Cases (menu position rule)
In June 2005, the California Court of Appeal issued a published court decision stating that customers cannot sue to enforce their right to equal treatment by businesses unless they were treated unequally, protested the unequal treatment and again were denied equal treatment. Lambda Legal and co-counsel filed an amicus brief pointing out that the law contains no “confrontation” requirement and arguing that businesses should have to follow the law as written. If people who are treated unequally cannot sue to enforce the law without first having to confront those who have discriminated against them, ask for equal treatment, and again be refused, then the law fails in its stated goal of requiring that all customers be treated the same in the first place. We are awaiting oral argument and decision.

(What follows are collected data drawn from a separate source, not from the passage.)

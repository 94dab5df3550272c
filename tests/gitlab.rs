#[cfg(test)]
mod tests {
    use chrono::{TimeZone, Utc};
    use eisen::api::gitlab::{issue_to_task, next_page, quadrant_from_labels, Issue};
    use eisen::libs::task::{Quadrant, TaskStatus};

    fn labels(values: &[&str]) -> Vec<String> {
        values.iter().map(|v| v.to_string()).collect()
    }

    fn issue(json: &str) -> Issue {
        serde_json::from_str(json).unwrap()
    }

    #[test]
    fn test_quadrant_from_labels() {
        assert_eq!(quadrant_from_labels(&labels(&["重要紧急"])), Quadrant::UrgentImportant);
        assert_eq!(quadrant_from_labels(&labels(&["Important", "Urgent"])), Quadrant::UrgentImportant);
        assert_eq!(quadrant_from_labels(&labels(&["priority::important"])), Quadrant::Important);
        assert_eq!(quadrant_from_labels(&labels(&["紧急"])), Quadrant::Urgent);
        assert_eq!(quadrant_from_labels(&labels(&["bug", "backend"])), Quadrant::Neither);
        assert_eq!(quadrant_from_labels(&[]), Quadrant::Neither);
    }

    #[test]
    fn test_closed_issue_becomes_completed_task() {
        let issue = issue(
            r#"{
                "id": 9001,
                "iid": 12,
                "title": "Crash on startup",
                "description": "Stack trace attached",
                "state": "closed",
                "labels": ["urgent", "bug"],
                "created_at": "2024-02-01T10:00:00.000Z",
                "closed_at": "2024-02-03T16:20:00.000Z"
            }"#,
        );
        let now = Utc.with_ymd_and_hms(2024, 6, 1, 0, 0, 0).unwrap();

        let task = issue_to_task("42", &issue, now);
        assert_eq!(task.id, "gitlab-42-12");
        assert_eq!(task.title, "Crash on startup");
        assert_eq!(task.quadrant, Quadrant::Urgent);
        assert_eq!(task.status, TaskStatus::Completed);
        assert_eq!(task.created_at, Utc.with_ymd_and_hms(2024, 2, 1, 10, 0, 0).unwrap());
        assert_eq!(task.completed_at, Some(Utc.with_ymd_and_hms(2024, 2, 3, 16, 20, 0).unwrap()));
        assert_eq!(task.tags, vec!["urgent", "bug"]);
    }

    #[test]
    fn test_open_issue_becomes_pending_task() {
        let issue = issue(
            r#"{
                "iid": 3,
                "title": "Add dark mode",
                "description": "",
                "state": "opened",
                "labels": [],
                "created_at": "2024-02-01T10:00:00Z",
                "closed_at": null
            }"#,
        );
        let now = Utc.with_ymd_and_hms(2024, 6, 1, 0, 0, 0).unwrap();

        let task = issue_to_task("group%2Fproject", &issue, now);
        assert_eq!(task.status, TaskStatus::Pending);
        assert!(task.completed_at.is_none());
        assert!(task.description.is_none());
        assert_eq!(task.quadrant, Quadrant::Neither);
    }

    #[test]
    fn test_closed_without_timestamp_uses_import_time() {
        let issue = issue(
            r#"{
                "iid": 5,
                "title": "Old issue",
                "description": null,
                "state": "closed",
                "created_at": "2023-01-01T00:00:00Z",
                "closed_at": null
            }"#,
        );
        let now = Utc.with_ymd_and_hms(2024, 6, 1, 0, 0, 0).unwrap();

        let task = issue_to_task("1", &issue, now);
        assert_eq!(task.completed_at, Some(now));
    }

    #[test]
    fn test_next_page_header() {
        assert_eq!(next_page(Some("2")), Some(2));
        assert_eq!(next_page(Some(" 14 ")), Some(14));
        // Last page: GitLab sends the header with an empty value
        assert_eq!(next_page(Some("")), None);
        assert_eq!(next_page(None), None);
        assert_eq!(next_page(Some("abc")), None);
    }
}
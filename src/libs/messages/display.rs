//! Text of every [`Message`] variant.

use super::types::Message;
use std::fmt::{Display, Formatter, Result};

impl Display for Message {
    fn fmt(&self, f: &mut Formatter<'_>) -> Result {
        let s = match self {
            // === TASK MESSAGES ===
            Message::TaskCreated(title) => format!("Task '{}' created", title),
            Message::TaskUpdated(title) => format!("Task '{}' updated", title),
            Message::TaskDeleted(title) => format!("Task '{}' deleted", title),
            Message::TaskCompleted(title) => format!("Task '{}' completed", title),
            Message::TaskCancelled(title) => format!("Task '{}' cancelled", title),
            Message::TaskNotFound(id) => format!("Task with ID {} not found", id),
            Message::AmbiguousTaskId(id) => format!("ID prefix '{}' matches more than one task", id),
            Message::TasksNotFound => "Tasks not found".to_string(),
            Message::TasksHeader => "TASKS".to_string(),
            Message::RecentTasksHeader => "RECENT TASKS".to_string(),
            Message::ConfirmDeleteTask(title) => format!("Delete task '{}'?", title),
            Message::DeletionCancelled => "Deletion cancelled".to_string(),
            Message::NoChangesDetected => "No changes detected".to_string(),
            Message::PromptTaskTitle => "Enter task title".to_string(),
            Message::PromptTaskDescription => "Enter description (optional)".to_string(),
            Message::PromptTaskQuadrant => "Select quadrant".to_string(),
            Message::PromptTaskTags => "Enter tags, comma separated (optional)".to_string(),
            Message::PromptTaskStatus => "Select status".to_string(),

            // === DATA MESSAGES ===
            Message::DataLoadFallback(error) => {
                format!("Failed to load tasks ({}), showing sample data instead", error)
            }

            // === STATISTICS MESSAGES ===
            Message::StatsHeader(window) => format!("STATISTICS ({})", window),
            Message::QuadrantBreakdownHeader => "BY QUADRANT".to_string(),

            // === CALENDAR MESSAGES ===
            Message::CalendarHeader => "CALENDAR".to_string(),
            Message::NoCalendarMarks => "No days with tasks".to_string(),
            Message::TasksOnDateHeader(date) => format!("TASKS ON {}", date),
            Message::NoTasksOnDate(date) => format!("No tasks on {}", date),

            // === REPORT MESSAGES ===
            Message::ReportGenerating(report_type) => format!("Generating {} report...", report_type),
            Message::ReportGenerated(count) => format!("Report generated from {} tasks", count),
            Message::ReportHeader(range) => format!("REPORT {}", range),
            Message::NoTasksInRange(range) => format!("No tasks in {}, nothing to report", range),
            Message::ReportSaved(path) => format!("Report saved to {}", path),
            Message::ReportGenerationFailed(error) => format!("Report generation failed: {}", error),
            Message::MissingRange => "Select a start and end date for a custom report".to_string(),
            Message::MissingCredential => "API key is not configured. Run 'eisen init' to set it".to_string(),
            Message::ReportBusy => "A report is already being generated".to_string(),

            // === CONFIG MESSAGES ===
            Message::ConfigSaved => "Configuration saved".to_string(),
            Message::ConfigDeleted => "Configuration deleted".to_string(),
            Message::ConfigModuleReport => "AI report settings".to_string(),
            Message::ConfigModuleGitLab => "GitLab settings".to_string(),
            Message::GitlabConfigMissing => "GitLab is not configured. Run 'eisen init' to set it".to_string(),
            Message::PromptSelectModules => "Select modules to configure".to_string(),
            Message::PromptApiKey => "Enter API key".to_string(),
            Message::PromptModel => "Select model".to_string(),
            Message::PromptLanguage => "Select report language".to_string(),
            Message::PromptApiUrl => "Enter API URL".to_string(),
            Message::PromptGitlabToken => "Enter GitLab private token".to_string(),
            Message::PromptGitlabUrl => "Enter GitLab API URL".to_string(),

            // === IMPORT MESSAGES ===
            Message::ImportingIssues(project) => format!("Importing issues from project {}...", project),
            Message::ImportedTasks { imported, skipped } => {
                format!("Imported {} tasks ({} already present)", imported, skipped)
            }
            Message::GitlabFetchFailed(error) => format!("Failed to fetch GitLab issues: {}", error),
        };
        write!(f, "{}", s)
    }
}
use super::calendar::DATE_FORMAT;
use super::stats::{QuadrantSummary, Stats};
use super::task::{Task, TaskStatus};
use chrono::Local;
use prettytable::{row, Table};
use std::collections::BTreeMap;

pub struct View {}

impl View {
    pub fn tasks(tasks: &[Task]) {
        let mut table = Table::new();

        table.add_row(row!["ID", "TITLE", "QUADRANT", "STATUS", "CREATED", "COMPLETED", "TAGS"]);
        for task in tasks {
            table.add_row(row![
                task.id,
                task.title,
                task.quadrant,
                task.status,
                task.created_at.with_timezone(&Local).format(DATE_FORMAT),
                task.completed_at
                    .map(|at| at.with_timezone(&Local).format(DATE_FORMAT).to_string())
                    .unwrap_or_default(),
                task.tags.join(", ")
            ]);
        }
        table.printstd();
    }

    /// Full detail of one task, description included.
    pub fn task(task: &Task) {
        let mut table = Table::new();

        table.add_row(row!["ID", task.id]);
        table.add_row(row!["TITLE", task.title]);
        table.add_row(row!["DESCRIPTION", task.description.as_deref().unwrap_or("")]);
        table.add_row(row!["QUADRANT", task.quadrant]);
        table.add_row(row!["STATUS", task.status]);
        table.add_row(row!["TAGS", task.tags.join(", ")]);
        table.printstd();
    }

    pub fn stats(stats: &Stats) {
        let mut table = Table::new();

        table.add_row(row!["TOTAL", "PENDING", "COMPLETED", "CANCELLED", "RATE"]);
        table.add_row(row![
            stats.total,
            stats.pending,
            stats.completed,
            stats.cancelled,
            format!("{}%", stats.completion_rate)
        ]);
        table.printstd();
    }

    pub fn quadrants(summaries: &[QuadrantSummary]) {
        let mut table = Table::new();

        table.add_row(row!["QUADRANT", "TOTAL", "COMPLETED", "RATE"]);
        for summary in summaries {
            table.add_row(row![
                summary.quadrant,
                summary.total,
                summary.completed,
                format!("{}%", summary.completion_rate)
            ]);
        }
        table.printstd();
    }

    pub fn calendar(marks: &BTreeMap<String, TaskStatus>) {
        let mut table = Table::new();

        table.add_row(row!["DATE", "STATUS"]);
        for (date, status) in marks {
            table.add_row(row![date, status]);
        }
        table.printstd();
    }
}
//! User-facing message catalogue and output macros.
//!
//! Every line the CLI prints goes through a [`Message`] variant, so wording
//! lives in one place ([`display`]) and the output routing lives in another
//! ([`macros`]).

pub mod display;
pub mod macros;
pub mod types;

pub use types::Message;

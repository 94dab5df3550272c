use crate::libs::data_storage::DataStorage;
use anyhow::Result;
use rusqlite::Connection;
use std::path::Path;

pub const DB_FILE_NAME: &str = "eisen.db";

pub struct Db {
    pub conn: Connection,
}

impl Db {
    /// Opens the database in the application data directory.
    pub fn new() -> Result<Db> {
        let db_file_path = DataStorage::new().get_path(DB_FILE_NAME)?;
        Self::open(db_file_path)
    }

    /// Opens (or creates) the database at `path`.
    pub fn open<P: AsRef<Path>>(path: P) -> Result<Db> {
        let conn = Connection::open(path)?;
        Ok(Db { conn })
    }

    pub fn in_memory() -> Result<Db> {
        Ok(Db {
            conn: Connection::open_in_memory()?,
        })
    }
}
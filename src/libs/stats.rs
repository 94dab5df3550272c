//! Dashboard statistics over a (usually window-filtered) task set.
//!
//! ## Completion Rate
//!
//! ```text
//! completion_rate = round_half_up(100 * completed / total)   (total > 0)
//!                 = 0                                         (total = 0)
//! ```
//!
//! The rate is computed in integer arithmetic so 1/2 is exactly 50 and
//! 2/3 is exactly 67.

use super::task::{Quadrant, Task, TaskStatus};
use serde::Serialize;

/// Counts for one task set.
#[derive(Debug, Clone, Default, PartialEq, Eq, Serialize)]
pub struct Stats {
    pub total: usize,
    pub pending: usize,
    pub completed: usize,
    pub cancelled: usize,
    /// Task count per quadrant, indexed by [`Quadrant::index`].
    pub quadrants: [usize; 4],
    /// Whole percentage, 0..=100.
    pub completion_rate: u32,
}

impl Stats {
    pub fn quadrant(&self, quadrant: Quadrant) -> usize {
        self.quadrants[quadrant.index()]
    }
}

/// Completion figures of one quadrant.
#[derive(Debug, Clone, PartialEq, Eq, Serialize)]
pub struct QuadrantSummary {
    pub quadrant: Quadrant,
    pub total: usize,
    pub completed: usize,
    pub completion_rate: u32,
}

/// Reduces `tasks` to [`Stats`] in a single pass.
pub fn aggregate(tasks: &[Task]) -> Stats {
    let mut stats = tasks.iter().fold(Stats::default(), |mut stats, task| {
        stats.total += 1;
        match task.status {
            TaskStatus::Pending => stats.pending += 1,
            TaskStatus::Completed => stats.completed += 1,
            TaskStatus::Cancelled => stats.cancelled += 1,
        }
        stats.quadrants[task.quadrant.index()] += 1;
        stats
    });
    stats.completion_rate = completion_rate(stats.completed, stats.total);
    stats
}

/// Per-quadrant totals and completion rates, in quadrant order.
pub fn quadrant_breakdown(tasks: &[Task]) -> [QuadrantSummary; 4] {
    Quadrant::ALL.map(|quadrant| {
        let (total, completed) = tasks
            .iter()
            .filter(|task| task.quadrant == quadrant)
            .fold((0, 0), |(total, completed), task| (total + 1, completed + usize::from(task.is_completed())));
        QuadrantSummary {
            quadrant,
            total,
            completed,
            completion_rate: completion_rate(completed, total),
        }
    })
}

/// The `limit` most recently created tasks, newest first.
pub fn recent(tasks: &[Task], limit: usize) -> Vec<Task> {
    let mut sorted = tasks.to_vec();
    sorted.sort_by(|a, b| b.created_at.cmp(&a.created_at));
    sorted.truncate(limit);
    sorted
}

pub fn completion_rate(completed: usize, total: usize) -> u32 {
    if total == 0 {
        return 0;
    }
    // round(100 * c / t) with halves rounded up: floor((200c + t) / 2t)
    ((200 * completed + total) / (2 * total)) as u32
}
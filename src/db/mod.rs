//! SQLite persistence.
//!
//! [`db::Db`] owns the connection to the application database file;
//! [`tasks::Tasks`] is the task table store used by the local backend.

pub mod db;
pub mod tasks;
#[cfg(test)]
mod tests {
    use chrono::{TimeZone, Utc};
    use eisen::libs::task::{parse_tags, Quadrant, Task, TaskDraft, TaskPatch, TaskStatus};

    fn task() -> Task {
        let draft = TaskDraft::new("Write tests", Some("unit"), Quadrant::Important, vec![]).unwrap();
        Task::from_draft("1".to_string(), draft, Utc.with_ymd_and_hms(2024, 1, 1, 9, 0, 0).unwrap())
    }

    #[test]
    fn test_quadrant_range() {
        assert!(Quadrant::try_from(0).is_err());
        assert!(Quadrant::try_from(5).is_err());
        assert_eq!(Quadrant::try_from(3).unwrap(), Quadrant::Urgent);
        assert_eq!(Quadrant::Neither.index(), 3);
    }

    #[test]
    fn test_completed_at_tracks_status() {
        let mut task = task();
        assert_eq!(task.status, TaskStatus::Pending);
        assert!(task.completed_at.is_none());

        let done_at = Utc.with_ymd_and_hms(2024, 1, 2, 10, 0, 0).unwrap();
        task.complete(done_at);
        assert_eq!(task.completed_at, Some(done_at));

        // Completing again keeps the first completion time
        task.complete(Utc.with_ymd_and_hms(2024, 1, 3, 10, 0, 0).unwrap());
        assert_eq!(task.completed_at, Some(done_at));

        task.cancel();
        assert!(task.completed_at.is_none());

        task.apply_status(TaskStatus::Completed, done_at);
        assert!(task.completed_at.is_some());
        task.reopen();
        assert_eq!(task.status, TaskStatus::Pending);
        assert!(task.completed_at.is_none());
    }

    #[test]
    fn test_patch_keeps_identity() {
        let mut task = task();
        let created_at = task.created_at;
        let patch = TaskPatch::new("Renamed", None, Quadrant::Neither, TaskStatus::Cancelled, vec!["x".into()]).unwrap();
        task.apply_patch(&patch, Utc::now());

        assert_eq!(task.id, "1");
        assert_eq!(task.created_at, created_at);
        assert_eq!(task.title, "Renamed");
        assert_eq!(task.description, None);
        assert_eq!(task.quadrant, Quadrant::Neither);
        assert_eq!(task.status, TaskStatus::Cancelled);
        assert!(task.completed_at.is_none());
    }

    #[test]
    fn test_blank_input_normalized() {
        assert!(TaskDraft::new("   ", None, Quadrant::Neither, vec![]).is_err());

        let draft = TaskDraft::new("  Title ", Some("  "), Quadrant::Neither, vec![]).unwrap();
        assert_eq!(draft.title, "Title");
        assert_eq!(draft.description, None);
    }

    #[test]
    fn test_parse_tags() {
        assert_eq!(parse_tags("work, docs,,work "), vec!["work", "docs", "work"]);
        assert!(parse_tags("").is_empty());
    }

    #[test]
    fn test_status_from_str() {
        assert_eq!("Completed".parse::<TaskStatus>().unwrap(), TaskStatus::Completed);
        assert!("done".parse::<TaskStatus>().is_err());
    }

    #[test]
    fn test_wire_shape() {
        let json = serde_json::to_value(task()).unwrap();
        assert_eq!(json["quadrant"], 2);
        assert_eq!(json["status"], "pending");
        assert!(json.get("createdAt").is_some());
        assert!(json.get("completedAt").is_none());

        let parsed: Task = serde_json::from_value(json).unwrap();
        assert_eq!(parsed, task());

        let bad = serde_json::json!({
            "id": "x", "title": "t", "quadrant": 7,
            "createdAt": "2024-01-01T00:00:00Z", "status": "pending"
        });
        assert!(serde_json::from_value::<Task>(bad).is_err());
    }
}
//! `eisen import <project>`: pulls GitLab issues into the local store.
//!
//! Issues already imported (same project and issue number) are skipped, so
//! the command can be re-run to pick up new issues.

use crate::{
    api::{gitlab::GitLab, local::LocalBackend},
    libs::{config::Config, messages::Message},
    msg_bail_anyhow, msg_error_anyhow, msg_info, msg_success,
};
use anyhow::Result;
use clap::Args;

#[derive(Debug, Args)]
pub struct ImportArgs {
    /// GitLab project id or URL-encoded path
    project_id: String,
}

pub async fn cmd(args: ImportArgs) -> Result<()> {
    let config = Config::read()?;
    let gitlab_config = config
        .gitlab
        .ok_or_else(|| msg_error_anyhow!(Message::GitlabConfigMissing))?;

    msg_info!(Message::ImportingIssues(args.project_id.clone()));
    let tasks = match GitLab::new(&gitlab_config).import_issues(&args.project_id).await {
        Ok(tasks) => tasks,
        Err(e) => msg_bail_anyhow!(Message::GitlabFetchFailed(e.to_string())),
    };

    let imported = LocalBackend::new()?.import(&tasks)?;
    msg_success!(Message::ImportedTasks {
        imported,
        skipped: tasks.len() - imported,
    });
    Ok(())
}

California’s Unruh Civil Rights Act requires that businesses treat all customers equally, without discrimination based on race, color, national origin, sex (including gender identity), sexual orientation, marital status, religion and numerous other personal characteristics. This fundamental guarantee ensures that public accommodations — from restaurants and rental housing to doctors’ offices and schools to night clubs and even country clubs — are open to everyone without arbitrary socially destructive bias.
Lambda Legal's Impact
If the Unruh Act is interpreted to require that a victim of discrimination must identify a business’s authority figure and confront that person directly, making a personal request for equal treatment, this important law will become a toothless tiger for many. This is especially true for LGBT people, many of whom are not accustomed to being public about their sexual orientation, do not consider themselves gay activists and lack confidence that the law really does protect them.
- June 2005 Court of Appeal issues published decision that customers cannot sue for equal treatment by businesses unless they were treated unequally, protested the unequal treatment and again were denied equal treatment.
- August 2005 Lambda Legal submits letter to California Supreme Court urging the court to order depublication of the Court of Appeal decision. California Supreme Court grants review, thereby vacating and depublishing bad intermediate appellate court decision.
- May 2006 California Supreme Court accepts friend-of-the-court brief from Lambda Legal and ACLU Foundations of Southern California, Northern California and San Diego & Imperial Counties arguing that businesses should have to follow the law as written.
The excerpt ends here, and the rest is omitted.